▶ [WHAT THE EXERCISE ASKS] If a line in the records contains the string "falling", show that line.
--- DATA Enclosed Below ---
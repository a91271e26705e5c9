use std::fs;
use std::path::{
  Path,
  PathBuf
};

use anyhow::{
  Context,
  anyhow
};
use chrono::Weekday;
use serde::{
  Deserialize,
  Serialize
};
use tracing::{
  debug,
  info,
  warn
};

use crate::calendar::view::ViewSettings;
use crate::datetime::resolve_timezone;
use crate::locale::Locale;

pub const CONFIG_ENV_VAR: &str =
  "SPRINTBOARD_CONFIG";
const CONFIG_DIR_NAME: &str =
  "sprintboard";
const CONFIG_FILE_NAME: &str =
  "config.toml";
const STORE_FILE_NAME: &str =
  "board.json";

fn default_locale() -> String {
  "es".to_string()
}

fn default_week_start() -> String {
  "sunday".to_string()
}

fn default_true() -> bool {
  true
}

#[derive(
  Debug, Clone, Serialize, Deserialize,
)]
pub struct Config {
  #[serde(default = "default_locale")]
  pub locale:       String,
  #[serde(default = "default_week_start")]
  pub week_start:   String,
  #[serde(default)]
  pub timezone:     Option<String>,
  #[serde(default = "default_true")]
  pub color:        bool,
  #[serde(default)]
  pub store:        Option<PathBuf>,
  #[serde(skip)]
  pub loaded_files: Vec<PathBuf>
}

impl Default for Config {
  fn default() -> Self {
    Self {
      locale:       default_locale(),
      week_start:   default_week_start(),
      timezone:     None,
      color:        true,
      store:        None,
      loaded_files: vec![]
    }
  }
}

impl Config {
  #[tracing::instrument(skip(
    config_override
  ))]
  pub fn load(
    config_override: Option<&Path>
  ) -> anyhow::Result<Self> {
    let Some(path) = resolve_config_path(
      config_override
    )?
    else {
      warn!(
        "no config file found; using \
         defaults"
      );
      return Ok(Self::default());
    };

    info!(config = %path.display(), "loading config");
    Self::load_file(&path)
  }

  #[tracing::instrument]
  pub fn load_file(
    path: &Path
  ) -> anyhow::Result<Self> {
    let path = expand_tilde(path);
    let text =
      fs::read_to_string(&path)
        .with_context(|| {
          format!(
            "failed to read {}",
            path.display()
          )
        })?;
    let mut cfg = Self::parse(&text)
      .with_context(|| {
        format!(
          "invalid config {}",
          path.display()
        )
      })?;
    cfg.loaded_files.push(path);
    Ok(cfg)
  }

  pub fn parse(
    text: &str
  ) -> anyhow::Result<Self> {
    let mut cfg: Config =
      toml::from_str(text)?;
    cfg.sanitize();
    Ok(cfg)
  }

  #[tracing::instrument(skip(
    self, overrides
  ))]
  pub fn apply_overrides<I>(
    &mut self,
    overrides: I
  ) -> anyhow::Result<()>
  where
    I: IntoIterator<
      Item = (String, String)
    >
  {
    for (k, v) in overrides {
      let key = k.trim();
      let value = v.trim().to_string();
      debug!(key = %key, value = %value, "applying override");
      match key {
        | "locale" => self.locale = value,
        | "week_start" => {
          self.week_start = value
        }
        | "timezone" => {
          self.timezone = (!value
            .is_empty())
          .then_some(value)
        }
        | "color" => {
          self.color = parse_bool(&value)
        }
        | "store" => {
          self.store =
            Some(PathBuf::from(value))
        }
        | other => {
          return Err(anyhow!(
            "unknown config key: {other}"
          ));
        }
      }
    }
    self.sanitize();
    Ok(())
  }

  pub fn locale(&self) -> Locale {
    Locale::from_key(&self.locale)
      .unwrap_or_default()
  }

  pub fn week_start(&self) -> Weekday {
    if self
      .week_start
      .trim()
      .eq_ignore_ascii_case("monday")
    {
      Weekday::Mon
    } else {
      Weekday::Sun
    }
  }

  pub fn view_settings(
    &self
  ) -> ViewSettings {
    ViewSettings {
      week_start: self.week_start(),
      timezone:   resolve_timezone(
        self.timezone.as_deref()
      ),
      locale:     self.locale()
    }
  }

  fn sanitize(&mut self) {
    if Locale::from_key(&self.locale)
      .is_none()
    {
      warn!(
        locale = %self.locale,
        "unsupported locale; falling \
         back to es"
      );
      self.locale = default_locale();
    }

    let week_start = self
      .week_start
      .trim()
      .to_ascii_lowercase();
    if week_start != "sunday"
      && week_start != "monday"
    {
      warn!(
        week_start = %self.week_start,
        "unsupported week start; \
         falling back to sunday"
      );
      self.week_start =
        default_week_start();
    }

    if self
      .timezone
      .as_deref()
      .is_some_and(|tz| tz.trim().is_empty())
    {
      self.timezone = None;
    }
  }
}

#[tracing::instrument(skip(
  cfg,
  override_path
))]
pub fn resolve_store_path(
  cfg: &Config,
  override_path: Option<&Path>
) -> anyhow::Result<PathBuf> {
  if let Some(path) = override_path {
    return Ok(expand_tilde(path));
  }
  if let Some(path) = cfg.store.as_deref()
  {
    return Ok(expand_tilde(path));
  }

  let data = dirs::data_dir()
    .ok_or_else(|| {
      anyhow!(
        "cannot determine data \
         directory"
      )
    })?;
  Ok(
    data
      .join(CONFIG_DIR_NAME)
      .join(STORE_FILE_NAME)
  )
}

fn resolve_config_path(
  override_path: Option<&Path>
) -> anyhow::Result<Option<PathBuf>> {
  if let Some(path) = override_path {
    return Ok(Some(path.to_path_buf()));
  }

  if let Ok(env_path) =
    std::env::var(CONFIG_ENV_VAR)
  {
    if env_path == "/dev/null" {
      return Ok(None);
    }
    return Ok(Some(PathBuf::from(
      env_path
    )));
  }

  let Some(dir) = dirs::config_dir()
  else {
    debug!(
      "no config directory on this \
       platform"
    );
    return Ok(None);
  };
  let candidate = dir
    .join(CONFIG_DIR_NAME)
    .join(CONFIG_FILE_NAME);
  if candidate.exists() {
    return Ok(Some(candidate));
  }

  Ok(None)
}

fn expand_tilde(
  path: &Path
) -> PathBuf {
  let text = path.to_string_lossy();
  if let Some(rest) =
    text.strip_prefix("~/")
    && let Some(home) = dirs::home_dir()
  {
    return home.join(rest);
  }
  path.to_path_buf()
}

fn parse_bool(s: &str) -> bool {
  matches!(
    s.trim()
      .to_ascii_lowercase()
      .as_str(),
    "1" | "y" | "yes" | "on" | "true"
  )
}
--- End of Enclosed DATA ---
▶ [OUTPUT OF THE TASK]
        "unsupported locale; falling \
         falling back to sunday"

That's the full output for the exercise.